Wednesday, 1 July 2009
Music For Landing Planes By by Eireann Lorsung
Michael McKimm on Music For Landing Planes By by Eireann Lorsung (Milkweed Editions 2007)
Minnesota-born Eireann Lorsung is a well-travelled young poet, having spent lengthy periods of time in Venice, rural France and Japan, all of which provide locality and inspiration for her poems (‘Every place I’ve been/is on fire with words’) while creating a contrast for what I imagine is a Midwesterner’s sturdy faith in landscape, in grounded hard-working, and clear-thinking, plain-speaking honesty.
There is a clear environmentalism in Lorsung’s care for the world. The marked increase in direct environmentalism in poetry is a sign of our times, and is tackled in all the different ways that poetry allows. Here, what I admire is Lorsung’s blunt plain speaking, her call to arms:
Places like this
are dying off. Between land & ocean
you stop thinking of it and it’s gone.
lack of birds. Pitch pine. A bog quaking
to life, with life, you had better
listen to this disappearing land, you had better
be quick, keep it trimmed,
(from ‘The Way to Really Love It’)
Alongside this comes a certain type of spirituality; there is a thread of John Burnside apparent in her style and earthly devoutness: ‘I believe in the resurrection and the life of the world to come,/but I want this one.’
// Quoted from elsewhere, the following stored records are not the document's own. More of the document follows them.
//! Server settings: a TOML file layered under `SFE_*` environment variables.

use std::path::{Path, PathBuf};

use anyhow::Context as _;
use serde::Deserialize;
use sfe_api::{ApiConfig, DEFAULT_MAX_PHOTO_BYTES, DEFAULT_TOKEN_TTL_MINUTES, geocode::GeocoderConfig};
use sfe_core::geo::DEFAULT_CHECKIN_RADIUS_M;

/// Not `Debug`: it carries the token signing secret.
#[derive(Clone, Deserialize)]
pub struct ServerConfig {
  #[serde(default = "default_host")]
  pub host:              String,
  #[serde(default = "default_port")]
  pub port:              u16,
  #[serde(default = "default_database_path")]
  pub database_path:     PathBuf,
  #[serde(default = "default_photo_dir")]
  pub photo_dir:         PathBuf,
  pub jwt_secret:        String,
  #[serde(default = "default_token_ttl_minutes")]
  pub token_ttl_minutes: i64,
  #[serde(default = "default_checkin_radius_m")]
  pub checkin_radius_m:  f64,
  #[serde(default = "default_max_photo_bytes")]
  pub max_photo_bytes:   usize,
  #[serde(default)]
  pub demo_login:        bool,
  #[serde(default)]
  pub demo_username:     Option<String>,
  #[serde(default)]
  pub geocoder:          GeocoderConfig,
}

fn default_host() -> String { "127.0.0.1".into() }
fn default_port() -> u16 { 8000 }
fn default_database_path() -> PathBuf { PathBuf::from("~/.local/share/sfe/sfe.db") }
fn default_photo_dir() -> PathBuf { PathBuf::from("~/.local/share/sfe/photos") }
fn default_token_ttl_minutes() -> i64 { DEFAULT_TOKEN_TTL_MINUTES }
fn default_checkin_radius_m() -> f64 { DEFAULT_CHECKIN_RADIUS_M }
fn default_max_photo_bytes() -> usize { DEFAULT_MAX_PHOTO_BYTES }

impl ServerConfig {
  /// Read `path` (if it exists) and the environment. Nested keys use a
  /// double underscore: `SFE_GEOCODER__BASE_URL`.
  pub fn load(path: &Path) -> anyhow::Result<Self> {
    let settings = config::Config::builder()
      .add_source(config::File::from(path).required(false))
      .add_source(
        config::Environment::with_prefix("SFE")
          .prefix_separator("_")
          .separator("__")
          .try_parsing(true),
      )
      .build()
      .with_context(|| format!("failed to read config from {}", path.display()))?;

    let mut cfg: ServerConfig = settings
      .try_deserialize()
      .context("failed to deserialise server configuration")?;
    cfg.database_path = expand_tilde(&cfg.database_path);
    cfg.photo_dir = expand_tilde(&cfg.photo_dir);
    Ok(cfg)
  }

  pub fn address(&self) -> String { format!("{}:{}", self.host, self.port) }

  pub fn api_config(&self) -> ApiConfig {
    ApiConfig {
      jwt_secret:        self.jwt_secret.clone(),
      token_ttl_minutes: self.token_ttl_minutes,
      checkin_radius_m:  self.checkin_radius_m,
      max_photo_bytes:   self.max_photo_bytes,
      photo_dir:         self.photo_dir.clone(),
      demo_login:        self.demo_login,
      demo_username:     self.demo_username.clone(),
    }
  }
}

/// Expand a leading `~` to the user's home directory.
pub fn expand_tilde(path: &Path) -> PathBuf {
  let s = path.to_string_lossy();
  if let Some(rest) = s.strip_prefix("~/")
    && let Ok(home) = std::env::var("HOME")
  {
    return PathBuf::from(home).join(rest);
  }
  path.to_path_buf()
}

#[cfg(test)]
mod tests {
  use std::io::Write as _;

  use super::*;

  #[test]
  fn file_values_and_defaults() {
    let mut file = tempfile::Builder::new().suffix(".toml").tempfile().unwrap();
    writeln!(
      file,
      r#"
jwt_secret = "0123456789abcdef0123456789abcdef"
port = 9100
photo_dir = "/srv/sfe/photos"
demo_login = true
demo_username = "demo-pharma.sr"

[geocoder]
base_url = "http://geocoder.internal"
"#
    )
    .unwrap();

    let cfg = ServerConfig::load(file.path()).unwrap();
    assert_eq!(cfg.port, 9100);
    assert_eq!(cfg.host, "127.0.0.1");
    assert_eq!(cfg.photo_dir, PathBuf::from("/srv/sfe/photos"));
    assert_eq!(cfg.token_ttl_minutes, 720);
    assert_eq!(cfg.checkin_radius_m, 200.0);
    assert!(cfg.demo_login);
    assert_eq!(cfg.geocoder.base_url, "http://geocoder.internal");
    assert_eq!(cfg.geocoder.timeout_secs, 10);

    let api = cfg.api_config();
    assert_eq!(api.demo_username.as_deref(), Some("demo-pharma.sr"));
    assert_eq!(api.max_photo_bytes, 10 * 1024 * 1024);
  }

  #[test]
  fn tilde_expands_to_home() {
    let Ok(home) = std::env::var("HOME") else { return };
    assert_eq!(expand_tilde(Path::new("~/sfe.db")), PathBuf::from(home).join("sfe.db"));
    assert_eq!(expand_tilde(Path::new("/abs/sfe.db")), PathBuf::from("/abs/sfe.db"));
  }
}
While full of so many exaltations, prayers and alleluias to the pleasures of the world, it should also be noted that Lorsung’s work is still entirely rooted in the everyday (though she is able to take daily moments and make them transcendent). The poem ‘Doing’, about her mother’s illness, is a moving portrait of a real relationship, brought to a close with a gravitational jolt:
I can’t pretend it’s something distant
anymore, some glamorous thing to die
like girls in movies. I know what it is:
six prescriptions. The insurance company’s warning.
My father holding my mother’s hand
where the cracks run deep and bleed of their own accord.
The scattering of lines and words across white space seems to be on the rise amongst contemporary poets, and Lorsung’s work carries this off to great effect, with nothing clumsy or random in how she places the words on the page – to put it plainly, it does not jar. This is seen especially in her longer poems, such as ‘In the Wide World’, a beautifully fluid list of the multiple objects and occurrences in the modern world, and ‘How My Name Came to America’, a fractured, documentary reckoning with the poet’s ancestors. I love Lorsung’s style in these poems, her faith (again) in where to let lines find their own length, how to let thoughts linger.
Lorsung is an accomplished printmaker, a dressmaker, a photographer, a painter, a keen gardener, a lover of making things, all of which are stitched beautifully into her poems. Music For Landing Planes By is, above all, a testament to artisanship, a belief in carefully crafting not just poems, but clothing, a cake, a piece of music (worth noting, too, are the incredibly high standards of Milkweed Editions – poetry books as brilliantly produced as this are hard to come by). Part of this artisan spirit is concomitant with the staunch anti-materialism and avid care about the environment. In ‘Knitting’ she writes ‘There is forgetting in the density of raw new wool,/yarn shop one block from your apartment,//the cheap scarf—you don’t value things/because you never make them’. This collection is a celebration of making things, and so a valuing of them and the world. It is ebullient, generous, tender verse.
* Michael McKimm’s debut collection Still This Need was published by Heaventree Press in 2009.